A sweeping renewable energy management plan for Southern California's desert regions is stirring fears about potential new solar farms and transmission lines in San Diego and Imperial counties.
Federal and state officials have been crafting a desert management plan for five years.
The recently unveiled proposal would help manage development and habitat protection on 22 million acres of federal, state and privately owned land in the eastern part of the state.
The idea is to streamline the development process for renewable energy projects on about two million acres.
East County resident Donna Tisdale has fought against backcountry development for years. She's trying to get the word out that this plan could have major negative impacts.
"I had to contact a lot of farmers in the Imperial Valley to try and get them up to speed on what was going on," Tisdale said. "People in East County were kind of shocked to hear that there's at least one more 500 KV line, like Sunrise Powerlink, proposed."

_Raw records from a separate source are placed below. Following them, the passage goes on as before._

use anyhow::{Context, Result};
use proposal_sentinel_core::{AnalyzerConfig, ProposalAnalyzer, Report};
use std::path::PathBuf;

pub const DEFAULT_JSON_OUTPUT: &str = "report.json";
pub const DEFAULT_TEXT_OUTPUT: &str = "report.txt";

#[derive(Debug, Clone)]
pub struct RunOptions {
    pub input: PathBuf,
    pub json_output: PathBuf,
    pub text_output: PathBuf,
    pub config: Option<PathBuf>,
}

impl RunOptions {
    pub fn new(input: impl Into<PathBuf>) -> Self {
        Self {
            input: input.into(),
            json_output: PathBuf::from(DEFAULT_JSON_OUTPUT),
            text_output: PathBuf::from(DEFAULT_TEXT_OUTPUT),
            config: None,
        }
    }
}

/// Read the proposal, analyze it and write both report files.
pub fn run(options: &RunOptions) -> Result<Report> {
    let text = std::fs::read_to_string(&options.input)
        .with_context(|| format!("Failed to read proposal {}", options.input.display()))?;

    let config = AnalyzerConfig::load_with_fallback(options.config.as_deref());
    if let Some(path) = &options.config {
        tracing::info!("loaded config from {}", path.display());
    }

    let report = ProposalAnalyzer::with_config(config).analyze(&text);
    tracing::info!(
        flags = report.flags.len(),
        strengths = report.strengths.len(),
        "analyzed {}",
        options.input.display()
    );

    report.save(&options.json_output, &options.text_output)?;
    Ok(report)
}
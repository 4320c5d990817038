use super::contains_any;
use super::engine::ProposalText;
use crate::config::{AnalyzerConfig, StrengthsConfig};
use crate::segmenter::word_count;
use crate::types::Strength;

pub const STRENGTH_TITLE: &str = "Clear societal impact";
pub const STRENGTH_NOTE: &str = "Impact sentence is specific and relevant.";

// StrengthScanner - one Strength per sufficiently long sentence that names a
// concrete societal benefit. No deduplication.
pub struct StrengthScanner<'a> {
    config: &'a StrengthsConfig,
}

impl<'a> StrengthScanner<'a> {
    pub fn new(config: &'a AnalyzerConfig) -> Self {
        Self {
            config: &config.strengths,
        }
    }

    fn is_strength(&self, sentence: &str) -> bool {
        word_count(sentence) > self.config.min_words
            && contains_any(&sentence.to_lowercase(), &self.config.keywords)
    }

    pub fn scan(&self, text: &ProposalText<'_>) -> Vec<Strength> {
        text.sentences
            .iter()
            .filter(|sentence| self.is_strength(sentence))
            .map(|sentence| Strength {
                title: STRENGTH_TITLE.to_string(),
                excerpt: sentence.clone(),
                note: STRENGTH_NOTE.to_string(),
            })
            .collect()
    }
}
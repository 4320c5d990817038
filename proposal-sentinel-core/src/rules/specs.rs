use super::suggestions::{explanation_for, suggestion_for};
use crate::types::{Finding, Severity};
use regex::{Regex, RegexBuilder};
use std::sync::LazyLock;

pub const EVAL_MISSING: &str = "eval_missing";
pub const OBJECTIVES_UNCLEAR: &str = "objectives_unclear";
pub const ETHICS_PERSONAL_DATA: &str = "ethics_personal_data";
pub const BUDGET_VAGUE: &str = "budget_vague";
pub const NOVELTY_UNCLEAR: &str = "novelty_unclear";
pub const IMPACT_WEAK: &str = "impact_weak";

/// A named rule definition. Built once per process, read-only afterwards.
#[derive(Debug)]
pub struct FlagSpec {
    pub id: &'static str,
    pub title: &'static str,
    /// Case-insensitive trigger patterns, tried in order
    pub patterns: Vec<Regex>,
    pub severity: Severity,
}

impl FlagSpec {
    fn new(
        id: &'static str,
        title: &'static str,
        patterns: &[&str],
        severity: Severity,
    ) -> Self {
        let patterns = patterns
            .iter()
            .map(|pattern| {
                RegexBuilder::new(pattern)
                    .case_insensitive(true)
                    .build()
                    .unwrap_or_else(|e| panic!("invalid built-in pattern {pattern:?}: {e}"))
            })
            .collect();

        Self {
            id,
            title,
            patterns,
            severity,
        }
    }

    /// Build the finding this spec reports, with the generic explanation
    /// and the canned suggestion for its id.
    pub fn to_finding(&self, excerpt: impl Into<String>) -> Finding {
        Finding {
            id: self.id.to_string(),
            title: self.title.to_string(),
            severity: self.severity,
            excerpt: excerpt.into(),
            explanation: explanation_for(self.title),
            suggestion: suggestion_for(self.id).to_string(),
        }
    }
}

// id, title, patterns, severity
// Order is evaluation order and output order.
static FLAG_SPECS: LazyLock<Vec<FlagSpec>> = LazyLock::new(|| {
    vec![
        FlagSpec::new(
            EVAL_MISSING,
            "Missing evaluation metrics",
            &["measure success", "evaluate", "evaluation", "success will be"],
            Severity::High,
        ),
        FlagSpec::new(
            OBJECTIVES_UNCLEAR,
            "Unclear / non-measurable objectives",
            &["objective", "aim to", "we aim to", "we will"],
            Severity::High,
        ),
        FlagSpec::new(
            ETHICS_PERSONAL_DATA,
            "Potential personal / sensitive data collection",
            &[
                "income",
                "name",
                "address",
                "personal data",
                "survey.*income",
                "phone",
            ],
            Severity::Medium,
        ),
        FlagSpec::new(
            BUDGET_VAGUE,
            "Vague budget phrases",
            &[
                "misc",
                "other costs",
                "sundry",
                "unspecified",
                "miscellaneous",
                "to be determined",
            ],
            Severity::Medium,
        ),
        FlagSpec::new(
            NOVELTY_UNCLEAR,
            "Novelty / contribution unclear",
            &[
                "well[- ]studied",
                "extensive literature",
                "has been studied",
                "many studies",
                "however existing",
            ],
            Severity::Medium,
        ),
        FlagSpec::new(
            IMPACT_WEAK,
            "Impact statement too short or generic",
            &[],
            Severity::Low,
        ),
    ]
});

/// The process-wide specification table.
pub fn flag_specs() -> &'static [FlagSpec] {
    &FLAG_SPECS
}

pub fn find_spec(id: &str) -> Option<&'static FlagSpec> {
    flag_specs().iter().find(|spec| spec.id == id)
}

pub fn is_known_rule(id: &str) -> bool {
    find_spec(id).is_some()
}

#[cfg(test)]
mod tests {
    use super::*;

    #[test]
    fn test_table_order() {
        let ids: Vec<&str> = flag_specs().iter().map(|spec| spec.id).collect();
        assert_eq!(
            ids,
            vec![
                EVAL_MISSING,
                OBJECTIVES_UNCLEAR,
                ETHICS_PERSONAL_DATA,
                BUDGET_VAGUE,
                NOVELTY_UNCLEAR,
                IMPACT_WEAK,
            ]
        );
    }

    #[test]
    fn test_patterns_are_case_insensitive() {
        let spec = find_spec(NOVELTY_UNCLEAR).unwrap();
        assert!(spec.patterns[0].is_match("This topic is WELL-STUDIED."));
        assert!(spec.patterns[0].is_match("a Well Studied area"));
    }

    #[test]
    fn test_impact_weak_has_no_patterns() {
        let spec = find_spec(IMPACT_WEAK).unwrap();
        assert!(spec.patterns.is_empty());
        assert_eq!(spec.severity, Severity::Low);
    }

    #[test]
    fn test_unknown_rule() {
        assert!(!is_known_rule("not_a_rule"));
        assert!(is_known_rule(BUDGET_VAGUE));
    }
}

Sunrise Powerlink is a 117-mile transmission line that connects San Diego with the Imperial Valley. It was put into service June 17, 2012.
The plan's architects consist of what they call "an unprecedented collaborative effort between the California Energy Commission, California Department of Fish and Wildlife, the U.S. Bureau of Land Management, and the U.S. Fish and Wildlife Service also known as the Renewable Energy Action Team."
The state and federal coalition is currently seeking public comment.
The desert energy and conservation protection plan is scheduled to be finalized next year.